If you’ve ever looked at an Asus Transformer and wished that it was slightly bigger, had an x86 processor, and ran Windows, I have good news: At Computex in Taiwan, Asus has unveiled just that. Dubbed the Transformer Book, this isn’t some wimpy Atom-powered thing either: This Transformer will ship with a range of Ivy Bridge Core i3/5/7 processors and discrete Nvidia graphics. Like its Android-powered predecessors, the Transformer Book is a touchscreen tablet computer that plugs into keyboard docking station, effectively becoming a laptop (or ultrabook, if you prefer).
Rounding out the specs, the Transformer Book will come in a range of models (11.6, 13, and 14 inches), your choice of SSD or HDD, up to 4GB of RAM. All three models will have an IPS display capable of full HD (1920×1080). There’s a webcam on the front of the tablet portion of the Transformer, and a 5-megapixel shooter on the back. There’s no mention of wireless connectivity, but presumably there’s Bluetooth and WiFi; on the wired side, there seems to be only a single micro-HDMI socket (on the tablet), and a USB socket (on the keyboard/dock). On the software side, the Transformer Book will of course run Windows 8.
Take a moment for this to sink in. At long last, you’ll be able to keep a keyboard dock at home and in the office, and just carry your tablet (and all of your data) with you. As we’ve argued before, this is the future of mobile computing.
According to Asus, this is the thinnest Core i7 computer in the world. We don’t have the exact dimensions, but the pictures suggest the tablet portion of the Transformer Book will be very similar to the iPad — and yet Asus has managed to cram in an SSD or HDD, and a much larger logic board. For many, myself included, the Transformer Book must surely be the perfect fusion of hardware to make the most of Windows 8′s Metro interface while on the move, and the Desktop interface at home and in the office. I mean, damn, Asus even shoehorned a discrete Nvidia graphics card into the tablet; we don’t know which one, but even if it’s something like the GTX 640M (Kepler), we’re talking about a graphics card that’s tens (hundreds?) of times faster than the integrated GPUs found in Android and iOS tablets.
But then the reality sadly, slowly, grudgingly sinks back in. The tablet is positively riddled with air vents. If we assume that the Transformer Book uses the lowest-power Core i7 CPU, the 3667U (17-watt TDP), we’re still talking about a chip that uses at least 4 or 5 times the power of the A5X ARM SoC in the iPad 3. The Nvidia GTX 640M is impressive as far as mobile discrete graphics goes, but it still has a 30-watt TDP. Backlighting those big, bright, high-res screens is another 10 watts at least, too.

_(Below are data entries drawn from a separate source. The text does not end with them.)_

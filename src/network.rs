use std::collections::HashMap;

use crate::config::RaptorConfig;

// Timestamp is seconds since midnight of the service day, and may exceed 24h.
pub type Timestamp = u32;
pub type StopIndex = u32;
pub type RouteIndex = u32;
pub type RouteStopIndex = u32;
pub type DepartureIndex = u32;
pub type PathfindingCost = f64;

#[derive(thiserror::Error, Debug, PartialEq)]
pub enum NetworkError {
    #[error("Route {0} has fewer than two stops.")]
    RouteTooShort(String),
    #[error("Unknown stop index {0}.")]
    UnknownStop(StopIndex),
    #[error("Unknown stop id {0}.")]
    UnknownStopId(String),
    #[error("Route {route} has inconsistent time offsets at position {position}.")]
    InvalidOffsets { route: String, position: usize },
    #[error("Trip {0} is missing a stop time.")]
    MissingStopTime(String),
    #[error("Unknown route index {0}.")]
    UnknownRoute(RouteIndex),
}

/// A sequence of route stops shared by a set of trips with identical time offsets.
#[derive(Debug)]
pub struct Route {
    pub line: Box<str>,
    pub id: Box<str>,
    pub route_stops_idx: usize,
    pub num_route_stops: usize,
    pub departures_idx: usize,
    pub num_departures: usize,
}

impl Route {
    pub fn get_route_stops<'a>(&self, route_stops: &'a [RouteStop]) -> &'a [RouteStop] {
        &route_stops[self.route_stops_idx..(self.route_stops_idx + self.num_route_stops)]
    }

    pub fn get_departures<'a>(&self, departures: &'a [Timestamp]) -> &'a [Timestamp] {
        &departures[self.departures_idx..(self.departures_idx + self.num_departures)]
    }
}

/// A stop position on a route. Offsets are relative to the departure of the trip at the first stop.
#[derive(Debug)]
pub struct RouteStop {
    pub route_idx: RouteIndex,
    pub stop_idx: StopIndex,
    pub arrival_offset: Timestamp,
    pub departure_offset: Timestamp,
    pub transfers_idx: usize,
    pub num_transfers: usize,
}

impl RouteStop {
    pub fn get_transfers<'a>(&self, transfers: &'a [Transfer]) -> &'a [Transfer] {
        &transfers[self.transfers_idx..(self.transfers_idx + self.num_transfers)]
    }
}

#[derive(Clone, Copy, Debug, PartialEq)]
pub struct Transfer {
    pub to_route_stop: RouteStopIndex,
    pub cost: PathfindingCost,
    pub time: Timestamp,
}

#[derive(Debug)]
pub struct Stop {
    pub id: Box<str>,
    pub name: Box<str>,
    pub route_stops_idx: usize,
    pub num_route_stops: usize,
}

impl Stop {
    pub fn get_route_stops<'a>(&self, stop_route_stops: &'a [RouteStopIndex]) -> &'a [RouteStopIndex] {
        &stop_route_stops[self.route_stops_idx..(self.route_stops_idx + self.num_route_stops)]
    }
}

/// Immutable, flattened timetable. Built once by [`crate::NetworkBuilder`] and then shared by reference.
pub struct Network {
    pub config: RaptorConfig,
    pub routes: Vec<Route>,
    pub route_stops: Vec<RouteStop>,
    pub stops: Vec<Stop>,
    pub stop_index: HashMap<String, StopIndex>,
    pub departures: Vec<Timestamp>,
    pub departure_ids: Vec<Box<str>>,
    pub transfers: Vec<Transfer>,
    pub stop_route_stops: Vec<RouteStopIndex>,
}

impl Network {
    pub fn get_stop(&self, stop: StopIndex) -> &Stop { &self.stops[stop as usize] }

    pub fn get_stop_idx(&self, stop_id: &str) -> Option<StopIndex> { self.stop_index.get(stop_id).copied() }

    pub fn get_stop_idx_from_name(&self, stop_name: &str) -> Option<StopIndex> {
        self.stops.iter().position(|stop| &*stop.name == stop_name).map(|idx| idx as StopIndex)
    }

    pub fn get_route(&self, route: RouteIndex) -> &Route { &self.routes[route as usize] }

    pub fn get_route_stop(&self, route_stop: RouteStopIndex) -> &RouteStop { &self.route_stops[route_stop as usize] }

    /// Route stops serving a physical stop. Empty for unknown stops or stops without service.
    pub fn route_stops_at(&self, stop: StopIndex) -> &[RouteStopIndex] {
        match self.stops.get(stop as usize) {
            Some(stop) => stop.get_route_stops(&self.stop_route_stops),
            None => &[],
        }
    }

    pub fn transfers_from(&self, route_stop: RouteStopIndex) -> &[Transfer] {
        self.get_route_stop(route_stop).get_transfers(&self.transfers)
    }

    pub fn route_departures(&self, route: RouteIndex) -> &[Timestamp] {
        self.get_route(route).get_departures(&self.departures)
    }

    pub fn departure_id(&self, departure: DepartureIndex) -> &str { &self.departure_ids[departure as usize] }

    pub fn is_last_route_stop(&self, route_stop: RouteStopIndex) -> bool {
        let route = self.get_route(self.get_route_stop(route_stop).route_idx);
        route_stop as usize + 1 == route.route_stops_idx + route.num_route_stops
    }

    /// Index of the first departure of the route that leaves `route_stop` at or after `time`.
    pub fn next_departure_index(&self, route_stop: RouteStopIndex, time: Timestamp) -> Option<DepartureIndex> {
        let route_stop = self.get_route_stop(route_stop);
        let route = self.get_route(route_stop.route_idx);
        let departures = route.get_departures(&self.departures);
        let time_at_route_start = time.saturating_sub(route_stop.departure_offset);
        let pos = departures.partition_point(|&departure| departure < time_at_route_start);
        (pos < departures.len()).then(|| (route.departures_idx + pos) as DepartureIndex)
    }

    pub fn num_stops(&self) -> usize { self.stops.len() }

    pub fn num_route_stops(&self) -> usize { self.route_stops.len() }

    pub fn num_routes(&self) -> usize { self.routes.len() }

    pub fn num_departures(&self) -> usize { self.departures.len() }

    pub fn print_stats(&self) {
        log::info!(
            "Network with {} stops, {} routes, {} route stops, {} departures and {} transfers.",
            self.num_stops(),
            self.num_routes(),
            self.num_route_stops(),
            self.num_departures(),
            self.transfers.len()
        );
    }
}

With all that hardware packed into that svelte chassis, how much space is left for the battery? Considering battery life was omitted from Asus’s presentation, I would guess “not a lot.” Even if Asus managed to squeeze in a battery that’s larger than the iPad 3, which has a massive laptop-like 42.5 watt-hours battery, the Transformer Book would last less than an hour — versus the iPad’s 9. With discrete graphics turned off (running on Ivy Bridge’s integrated GPU), we’re still only talking about 2 hours — but hey, that’s enough for the commute, or a short flight.
Asus hasn’t discussed pricing or availability, but this is almost certainly a Windows 8 launch device (this fall), and you will most likely have to sell a kidney to afford the top-of-the-range model.